Whenever a line below includes the string "Debug", show it.

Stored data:
»»

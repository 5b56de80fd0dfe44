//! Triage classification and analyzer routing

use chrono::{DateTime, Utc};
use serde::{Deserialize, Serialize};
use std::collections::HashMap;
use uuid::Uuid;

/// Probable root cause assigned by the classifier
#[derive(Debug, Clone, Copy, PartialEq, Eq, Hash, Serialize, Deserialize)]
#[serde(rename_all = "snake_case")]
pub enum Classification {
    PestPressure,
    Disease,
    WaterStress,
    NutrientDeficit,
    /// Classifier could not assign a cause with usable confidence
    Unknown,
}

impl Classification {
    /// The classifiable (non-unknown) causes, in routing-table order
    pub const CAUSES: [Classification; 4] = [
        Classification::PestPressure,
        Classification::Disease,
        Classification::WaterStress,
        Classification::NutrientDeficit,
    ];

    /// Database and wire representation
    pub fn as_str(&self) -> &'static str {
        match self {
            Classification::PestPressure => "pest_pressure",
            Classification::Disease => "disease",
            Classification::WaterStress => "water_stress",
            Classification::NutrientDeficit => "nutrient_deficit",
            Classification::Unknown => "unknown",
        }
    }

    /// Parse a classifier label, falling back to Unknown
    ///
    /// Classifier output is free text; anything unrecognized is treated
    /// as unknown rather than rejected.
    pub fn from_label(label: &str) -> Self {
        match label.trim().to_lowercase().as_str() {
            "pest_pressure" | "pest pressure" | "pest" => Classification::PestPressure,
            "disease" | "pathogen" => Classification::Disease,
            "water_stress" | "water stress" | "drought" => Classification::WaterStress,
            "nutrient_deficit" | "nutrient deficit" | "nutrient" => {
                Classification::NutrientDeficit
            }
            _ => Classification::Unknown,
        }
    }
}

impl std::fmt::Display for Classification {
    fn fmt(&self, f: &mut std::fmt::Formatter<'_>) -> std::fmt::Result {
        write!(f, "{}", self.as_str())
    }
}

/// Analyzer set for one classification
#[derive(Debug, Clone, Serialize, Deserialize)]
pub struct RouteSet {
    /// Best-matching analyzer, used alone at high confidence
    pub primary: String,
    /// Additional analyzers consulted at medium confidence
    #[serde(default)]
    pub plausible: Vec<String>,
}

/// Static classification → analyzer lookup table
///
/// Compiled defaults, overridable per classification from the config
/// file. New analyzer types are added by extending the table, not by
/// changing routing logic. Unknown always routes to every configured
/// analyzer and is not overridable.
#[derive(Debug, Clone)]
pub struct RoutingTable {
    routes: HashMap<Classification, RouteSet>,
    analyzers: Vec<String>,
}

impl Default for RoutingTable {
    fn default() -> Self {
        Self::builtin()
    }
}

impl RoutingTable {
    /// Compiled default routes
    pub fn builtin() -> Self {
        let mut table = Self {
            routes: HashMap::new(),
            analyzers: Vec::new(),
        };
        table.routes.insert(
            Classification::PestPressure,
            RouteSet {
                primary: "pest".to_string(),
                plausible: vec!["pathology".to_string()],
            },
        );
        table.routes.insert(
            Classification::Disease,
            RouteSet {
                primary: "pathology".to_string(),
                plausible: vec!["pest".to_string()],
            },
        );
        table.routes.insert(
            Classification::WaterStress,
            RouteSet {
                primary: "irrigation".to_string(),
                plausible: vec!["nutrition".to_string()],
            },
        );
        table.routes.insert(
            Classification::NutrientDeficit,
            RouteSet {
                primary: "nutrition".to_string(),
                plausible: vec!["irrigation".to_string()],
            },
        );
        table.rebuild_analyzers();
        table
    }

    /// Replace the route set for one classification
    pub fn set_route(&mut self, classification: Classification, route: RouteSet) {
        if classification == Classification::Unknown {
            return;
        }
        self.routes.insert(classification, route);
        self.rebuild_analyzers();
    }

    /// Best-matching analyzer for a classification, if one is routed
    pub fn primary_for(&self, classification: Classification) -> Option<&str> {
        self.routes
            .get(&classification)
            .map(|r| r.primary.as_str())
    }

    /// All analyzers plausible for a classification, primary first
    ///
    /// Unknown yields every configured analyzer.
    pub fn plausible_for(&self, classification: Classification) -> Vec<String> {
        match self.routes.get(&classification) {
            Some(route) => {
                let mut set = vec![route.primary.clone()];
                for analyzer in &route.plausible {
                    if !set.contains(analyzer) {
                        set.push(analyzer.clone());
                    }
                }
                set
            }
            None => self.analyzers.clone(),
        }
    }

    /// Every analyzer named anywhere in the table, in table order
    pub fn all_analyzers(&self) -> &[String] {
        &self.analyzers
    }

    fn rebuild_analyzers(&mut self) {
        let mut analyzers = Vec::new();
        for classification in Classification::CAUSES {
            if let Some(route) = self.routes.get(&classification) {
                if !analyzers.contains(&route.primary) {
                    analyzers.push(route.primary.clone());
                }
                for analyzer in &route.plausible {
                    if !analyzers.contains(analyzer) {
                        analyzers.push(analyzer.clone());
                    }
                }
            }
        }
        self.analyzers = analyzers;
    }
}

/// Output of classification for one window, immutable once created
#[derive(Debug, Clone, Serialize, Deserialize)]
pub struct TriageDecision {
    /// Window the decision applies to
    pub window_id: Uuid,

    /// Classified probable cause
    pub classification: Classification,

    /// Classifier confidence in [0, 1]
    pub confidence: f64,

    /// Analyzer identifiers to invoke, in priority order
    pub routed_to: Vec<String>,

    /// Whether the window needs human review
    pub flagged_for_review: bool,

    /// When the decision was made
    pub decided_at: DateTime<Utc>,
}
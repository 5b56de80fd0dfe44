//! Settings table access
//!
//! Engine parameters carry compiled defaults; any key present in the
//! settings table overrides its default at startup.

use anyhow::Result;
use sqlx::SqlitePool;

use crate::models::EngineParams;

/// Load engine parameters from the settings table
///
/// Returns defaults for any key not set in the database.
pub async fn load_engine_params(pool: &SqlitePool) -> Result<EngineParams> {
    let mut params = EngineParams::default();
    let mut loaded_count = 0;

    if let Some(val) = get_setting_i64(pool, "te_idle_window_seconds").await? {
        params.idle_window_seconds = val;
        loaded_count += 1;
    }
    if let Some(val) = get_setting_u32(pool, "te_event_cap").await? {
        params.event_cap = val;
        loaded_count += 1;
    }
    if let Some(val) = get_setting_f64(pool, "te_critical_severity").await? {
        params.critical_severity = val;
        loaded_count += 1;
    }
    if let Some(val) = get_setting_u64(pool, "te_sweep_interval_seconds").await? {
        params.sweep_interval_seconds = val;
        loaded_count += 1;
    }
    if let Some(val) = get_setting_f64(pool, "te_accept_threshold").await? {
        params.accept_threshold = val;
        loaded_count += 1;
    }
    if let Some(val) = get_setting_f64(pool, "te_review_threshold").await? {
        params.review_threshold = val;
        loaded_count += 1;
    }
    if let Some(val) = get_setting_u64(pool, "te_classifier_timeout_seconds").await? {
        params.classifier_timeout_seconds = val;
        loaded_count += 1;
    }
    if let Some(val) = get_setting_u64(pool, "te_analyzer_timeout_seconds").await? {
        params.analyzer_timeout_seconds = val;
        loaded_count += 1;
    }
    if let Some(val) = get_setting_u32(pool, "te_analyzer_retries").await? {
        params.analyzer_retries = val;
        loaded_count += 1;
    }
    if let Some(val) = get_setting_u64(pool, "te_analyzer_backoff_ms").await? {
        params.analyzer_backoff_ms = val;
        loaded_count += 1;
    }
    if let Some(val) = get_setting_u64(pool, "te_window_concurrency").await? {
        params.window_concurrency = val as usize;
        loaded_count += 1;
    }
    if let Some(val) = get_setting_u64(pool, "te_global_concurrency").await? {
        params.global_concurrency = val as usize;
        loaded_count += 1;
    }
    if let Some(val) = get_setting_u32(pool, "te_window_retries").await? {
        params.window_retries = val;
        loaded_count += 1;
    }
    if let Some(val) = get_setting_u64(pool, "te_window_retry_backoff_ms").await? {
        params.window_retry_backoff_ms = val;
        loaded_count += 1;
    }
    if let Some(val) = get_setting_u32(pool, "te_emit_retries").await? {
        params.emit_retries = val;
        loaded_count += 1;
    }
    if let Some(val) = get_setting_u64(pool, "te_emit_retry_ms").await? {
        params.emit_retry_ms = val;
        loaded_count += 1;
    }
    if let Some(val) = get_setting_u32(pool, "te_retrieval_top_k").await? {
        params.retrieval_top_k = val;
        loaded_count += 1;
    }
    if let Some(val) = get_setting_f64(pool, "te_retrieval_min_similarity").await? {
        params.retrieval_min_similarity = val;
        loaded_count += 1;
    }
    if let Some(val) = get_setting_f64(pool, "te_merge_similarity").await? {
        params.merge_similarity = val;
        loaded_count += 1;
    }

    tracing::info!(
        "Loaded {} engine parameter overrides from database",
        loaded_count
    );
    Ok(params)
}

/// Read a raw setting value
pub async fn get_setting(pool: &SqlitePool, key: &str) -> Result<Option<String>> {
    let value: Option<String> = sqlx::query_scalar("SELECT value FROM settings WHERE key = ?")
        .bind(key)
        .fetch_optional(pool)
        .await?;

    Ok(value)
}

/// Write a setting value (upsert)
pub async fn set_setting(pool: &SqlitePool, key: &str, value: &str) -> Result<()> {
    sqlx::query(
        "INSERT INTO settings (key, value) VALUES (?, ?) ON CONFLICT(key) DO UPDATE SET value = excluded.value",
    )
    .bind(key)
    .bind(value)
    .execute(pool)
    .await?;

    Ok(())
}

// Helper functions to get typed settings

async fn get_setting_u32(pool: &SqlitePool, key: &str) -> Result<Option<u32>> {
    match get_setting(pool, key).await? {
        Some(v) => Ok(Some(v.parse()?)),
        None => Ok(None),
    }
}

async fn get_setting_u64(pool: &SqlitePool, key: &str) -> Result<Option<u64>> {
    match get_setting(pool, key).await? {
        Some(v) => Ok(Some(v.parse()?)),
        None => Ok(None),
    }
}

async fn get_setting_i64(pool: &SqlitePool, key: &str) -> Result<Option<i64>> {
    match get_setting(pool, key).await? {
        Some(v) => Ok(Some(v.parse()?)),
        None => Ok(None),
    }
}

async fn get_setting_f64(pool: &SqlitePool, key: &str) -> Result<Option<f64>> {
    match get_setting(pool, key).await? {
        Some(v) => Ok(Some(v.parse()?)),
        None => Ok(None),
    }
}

««

- Result of this exercise -
#[derive(Debug, Clone, Copy, PartialEq, Eq, Hash, Serialize, Deserialize)]
#[derive(Debug, Clone, Serialize, Deserialize)]
#[derive(Debug, Clone)]
#[derive(Debug, Clone, Serialize, Deserialize)]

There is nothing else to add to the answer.